WHAT YOU SHOULD DO =
Copy the records below word for word. Stop after the line that contains "活动 SPS 中管线需要的字段".

GIVEN RECORDS =
=======
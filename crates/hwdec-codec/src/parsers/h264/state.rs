//! 外部码流解析器的类型化状态接口.
//!
//! 硬件管线不自己解析 SPS/PPS/切片头, 而是读取上游码流解析器维护的状态.
//! 这里把需要的字段整理成普通结构体, 由 [`BitstreamParser`] 按需提供.

use hwdec_core::ReferenceTime;

use crate::frame::FieldType;

use super::slice::SliceKind;

/// SEI pic_timing 中的 pic_struct
#[derive(Debug, Clone, Copy, PartialEq, Eq)]
pub enum SeiPicStruct {
    /// 逐行帧
    Frame,
    /// 顶场
    TopField,
    /// 底场
    BottomField,
    /// 顶场, 底场
    TopBottom,
    /// 底场, 顶场
    BottomTop,
    /// 顶场, 底场, 顶场重复
    TopBottomTop,
    /// 底场, 顶场, 底场重复
    BottomTopBottom,
    /// 帧重复一次
    FrameDoubling,
    /// 帧重复两次
    FrameTripling,
}

impl SeiPicStruct {
    /// 从 pic_struct 数值转换
    pub fn from_value(value: u8) -> Option<Self> {
        match value {
            0 => Some(Self::Frame),
            1 => Some(Self::TopField),
            2 => Some(Self::BottomField),
            3 => Some(Self::TopBottom),
            4 => Some(Self::BottomTop),
            5 => Some(Self::TopBottomTop),
            6 => Some(Self::BottomTopBottom),
            7 => Some(Self::FrameDoubling),
            8 => Some(Self::FrameTripling),
            _ => None,
        }
    }

    /// 按 SEI 语义得到的场类型
    pub fn field_type(&self) -> FieldType {
        match self {
            Self::TopField | Self::TopBottom | Self::TopBottomTop => FieldType::Top,
            Self::BottomField | Self::BottomTop | Self::BottomTopBottom => FieldType::Bottom,
            Self::Frame | Self::FrameDoubling | Self::FrameTripling => FieldType::Frame,
        }
    }

    /// 场图像的参考项是否需要置 AssociatedFlag
    ///
    /// 只认 BottomField, TopBottom, TopBottomTop 三种取值.
    pub fn forces_reference_association(&self) -> bool {
        matches!(
            self,
            Self::BottomField | Self::TopBottom | Self::TopBottomTop
        )
    }
}

/// 活动 SPS 中管线需要的字段
#[derive(Debug, Clone, Default)]
pub struct SequenceState {
    /// 以宏块为单位的宽度
    pub mb_width: u32,
    /// 以宏块为单位的高度 (场编码时为每场高度)
    pub mb_height: u32,
    pub frame_mbs_only_flag: bool,
    /// mb_adaptive_frame_field_flag
    pub mb_aff: bool,
    pub chroma_format_idc: u8,
    pub residual_color_transform_flag: bool,
    pub bit_depth_luma: u8,
    pub bit_depth_chroma: u8,
    /// max_num_ref_frames
    pub ref_frame_count: u8,
    pub log2_max_frame_num: u8,
    pub poc_type: u8,
    pub log2_max_poc_lsb: u8,
    pub delta_pic_order_always_zero_flag: bool,
    pub direct_8x8_inference_flag: bool,
    pub level_idc: u8,
    /// VUI 中的 pic_struct_present_flag, 决定 SEI pic_struct 是否生效
    pub pic_struct_present_flag: bool,
}

impl SequenceState {
    /// 一帧的宏块总数
    pub fn frame_mb_count(&self) -> u32 {
        let height = self.mb_height * if self.frame_mbs_only_flag { 1 } else { 2 };
        self.mb_width * height
    }
}

/// 活动 PPS 中管线需要的字段
#[derive(Debug, Clone)]
pub struct PictureParamState {
    /// entropy_coding_mode_flag
    pub cabac: bool,
    pub pic_order_present: bool,
    /// num_slice_groups_minus1 + 1
    pub slice_group_count: u8,
    pub mb_slice_group_map_type: u8,
    pub slice_group_change_rate_minus1: u16,
    pub deblocking_filter_parameters_present: bool,
    pub redundant_pic_cnt_present: bool,
    pub transform_8x8_mode: bool,
    pub constrained_intra_pred: bool,
    pub weighted_pred: bool,
    pub weighted_bipred_idc: u8,
    pub init_qp: i32,
    pub init_qs: i32,
    pub chroma_qp_index_offset: [i8; 2],
    /// num_ref_idx_l0/l1_default_active
    pub ref_count: [u8; 2],
    /// 4x4 缩放表 (解析器原生系数顺序)
    pub scaling_matrix4: [[u8; 16]; 6],
    /// 8x8 缩放表 (解析器原生系数顺序)
    pub scaling_matrix8: [[u8; 64]; 2],
}

impl Default for PictureParamState {
    fn default() -> Self {
        Self {
            cabac: false,
            pic_order_present: false,
            slice_group_count: 1,
            mb_slice_group_map_type: 0,
            slice_group_change_rate_minus1: 0,
            deblocking_filter_parameters_present: false,
            redundant_pic_cnt_present: false,
            transform_8x8_mode: false,
            constrained_intra_pred: false,
            weighted_pred: false,
            weighted_bipred_idc: 0,
            init_qp: 26,
            init_qs: 26,
            chroma_qp_index_offset: [0; 2],
            ref_count: [1, 1],
            scaling_matrix4: [[16; 16]; 6],
            scaling_matrix8: [[16; 64]; 2],
        }
    }
}

/// 当前正在解码的图像
#[derive(Debug, Clone, Default)]
pub struct PictureState {
    /// 原始图像结构 (field_pic_flag / bottom_field_flag)
    pub structure: FieldType,
    /// 最后一个切片的类型
    pub slice_kind: SliceKind,
    pub frame_num: u16,
    /// nal_ref_idc != 0
    pub ref_pic_flag: bool,
    pub sp_for_switch_flag: bool,
    /// pic_order_cnt_lsb + pic_order_cnt_msb
    pub poc: i32,
    /// SEI pic_timing 中的 pic_struct
    pub sei_pic_struct: Option<SeiPicStruct>,
}

/// 切片参考列表中的一项
#[derive(Debug, Clone, Copy, PartialEq, Eq)]
pub struct RefListEntry {
    /// 被引用图像的 frame_num
    pub frame_num: u32,
}

/// 单个切片的切片头字段 (长格式切片控制需要)
#[derive(Debug, Clone, Default)]
pub struct SliceState {
    pub first_mb_in_slice: u32,
    /// 原始 slice_type (0-9)
    pub slice_type: u8,
    pub slice_kind: SliceKind,
    /// 切片数据 (slice_data) 相对 NAL 头部之后的位偏移
    pub bit_offset_to_slice_data: u16,
    pub luma_log2_weight_denom: u8,
    pub chroma_log2_weight_denom: u8,
    /// num_ref_idx_l0/l1_active
    pub ref_count: [u8; 2],
    pub slice_alpha_c0_offset_div2: i8,
    pub slice_beta_offset_div2: i8,
    pub slice_qs_delta: i8,
    pub slice_qp_delta: i8,
    pub redundant_pic_cnt: u8,
    pub direct_spatial_mv_pred_flag: bool,
    pub cabac_init_idc: u8,
    pub disable_deblocking_filter_idc: u8,
    /// 加权预测表: [list][ref][Y/Cb/Cr][weight/offset]
    pub weights: Option<Box<[[[[i16; 2]; 3]; 32]; 2]>>,
    /// 参考列表 0/1
    pub ref_list: [Vec<RefListEntry>; 2],
}

/// 解码器参考集合中的一幅图像
#[derive(Debug, Clone, Copy, PartialEq, Eq)]
pub struct RefPicture {
    pub frame_num: u32,
    /// 长期参考的 LongTermPicNum
    pub pic_id: u32,
    pub long_term: bool,
    /// 顶场/底场 POC, 该场不作参考时为 None
    pub field_poc: [Option<i32>; 2],
    /// 解码这幅图像时使用的表面索引
    pub surface_index: Option<u8>,
}

/// 对一个访问单元预解析后上报的信息
#[derive(Debug, Clone, Copy, PartialEq, Eq)]
pub struct ParseReport {
    /// 当前图像的输出顺序标识 (顶场 POC)
    pub current_key: Option<i32>,
    /// 解码器此刻要求输出的图像标识
    pub output_key: Option<i32>,
    /// 要求输出图像的开始时间 (可能为 NOPTS_VALUE)
    pub output_start: ReferenceTime,
}

impl Default for ParseReport {
    fn default() -> Self {
        Self {
            current_key: None,
            output_key: None,
            output_start: hwdec_core::NOPTS_VALUE,
        }
    }
}

/// 外部码流解析器
///
/// 解析器负责维护参数集, 切片头和参考图像集合. 硬件管线只通过这个接口读取,
/// 唯一的写入是 [`BitstreamParser::set_current_surface`].
pub trait BitstreamParser: Send {
    /// 预解析一个访问单元, 更新内部状态
    fn parse_access_unit(
        &mut self,
        data: &[u8],
        start: ReferenceTime,
        stop: ReferenceTime,
    ) -> ParseReport;

    /// 活动 SPS, 尚未收到时为 None
    fn sequence(&self) -> Option<&SequenceState>;

    /// 活动 PPS, 尚未收到时为 None
    fn picture_params(&self) -> Option<&PictureParamState>;

    /// 当前图像
    fn picture(&self) -> &PictureState;

    /// 当前访问单元第 `index` 个切片的切片头
    fn slice(&self, index: usize) -> Option<&SliceState>;

    /// 短期参考图像, 最近解码的在前
    fn short_term_refs(&self) -> &[RefPicture];

    /// 长期参考图像
    fn long_term_refs(&self) -> &[RefPicture];

    /// 把当前图像使用的表面索引写回解析器
    fn set_current_surface(&mut self, surface: u8);

    /// 清空参考状态, 保留参数集
    fn flush(&mut self);

    /// 表面是否仍被某个参考图像占用
    fn is_reference_in_use(&self, surface: u8) -> bool {
        self.short_term_refs()
            .iter()
            .chain(self.long_term_refs())
            .any(|pic| pic.surface_index == Some(surface))
    }
}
=======
RESULT OF THIS EXERCISE =
filename crates/hwdec-codec/src/parsers/h264/state.rs
//! 外部码流解析器的类型化状态接口.
//!
//! 硬件管线不自己解析 SPS/PPS/切片头, 而是读取上游码流解析器维护的状态.
//! 这里把需要的字段整理成普通结构体, 由 [`BitstreamParser`] 按需提供.

use hwdec_core::ReferenceTime;

use crate::frame::FieldType;

use super::slice::SliceKind;

/// SEI pic_timing 中的 pic_struct
#[derive(Debug, Clone, Copy, PartialEq, Eq)]
pub enum SeiPicStruct {
    /// 逐行帧
    Frame,
    /// 顶场
    TopField,
    /// 底场
    BottomField,
    /// 顶场, 底场
    TopBottom,
    /// 底场, 顶场
    BottomTop,
    /// 顶场, 底场, 顶场重复
    TopBottomTop,
    /// 底场, 顶场, 底场重复
    BottomTopBottom,
    /// 帧重复一次
    FrameDoubling,
    /// 帧重复两次
    FrameTripling,
}

impl SeiPicStruct {
    /// 从 pic_struct 数值转换
    pub fn from_value(value: u8) -> Option<Self> {
        match value {
            0 => Some(Self::Frame),
            1 => Some(Self::TopField),
            2 => Some(Self::BottomField),
            3 => Some(Self::TopBottom),
            4 => Some(Self::BottomTop),
            5 => Some(Self::TopBottomTop),
            6 => Some(Self::BottomTopBottom),
            7 => Some(Self::FrameDoubling),
            8 => Some(Self::FrameTripling),
            _ => None,
        }
    }

    /// 按 SEI 语义得到的场类型
    pub fn field_type(&self) -> FieldType {
        match self {
            Self::TopField | Self::TopBottom | Self::TopBottomTop => FieldType::Top,
            Self::BottomField | Self::BottomTop | Self::BottomTopBottom => FieldType::Bottom,
            Self::Frame | Self::FrameDoubling | Self::FrameTripling => FieldType::Frame,
        }
    }

    /// 场图像的参考项是否需要置 AssociatedFlag
    ///
    /// 只认 BottomField, TopBottom, TopBottomTop 三种取值.
    pub fn forces_reference_association(&self) -> bool {
        matches!(
            self,
            Self::BottomField | Self::TopBottom | Self::TopBottomTop
        )
    }
}

/// 活动 SPS 中管线需要的字段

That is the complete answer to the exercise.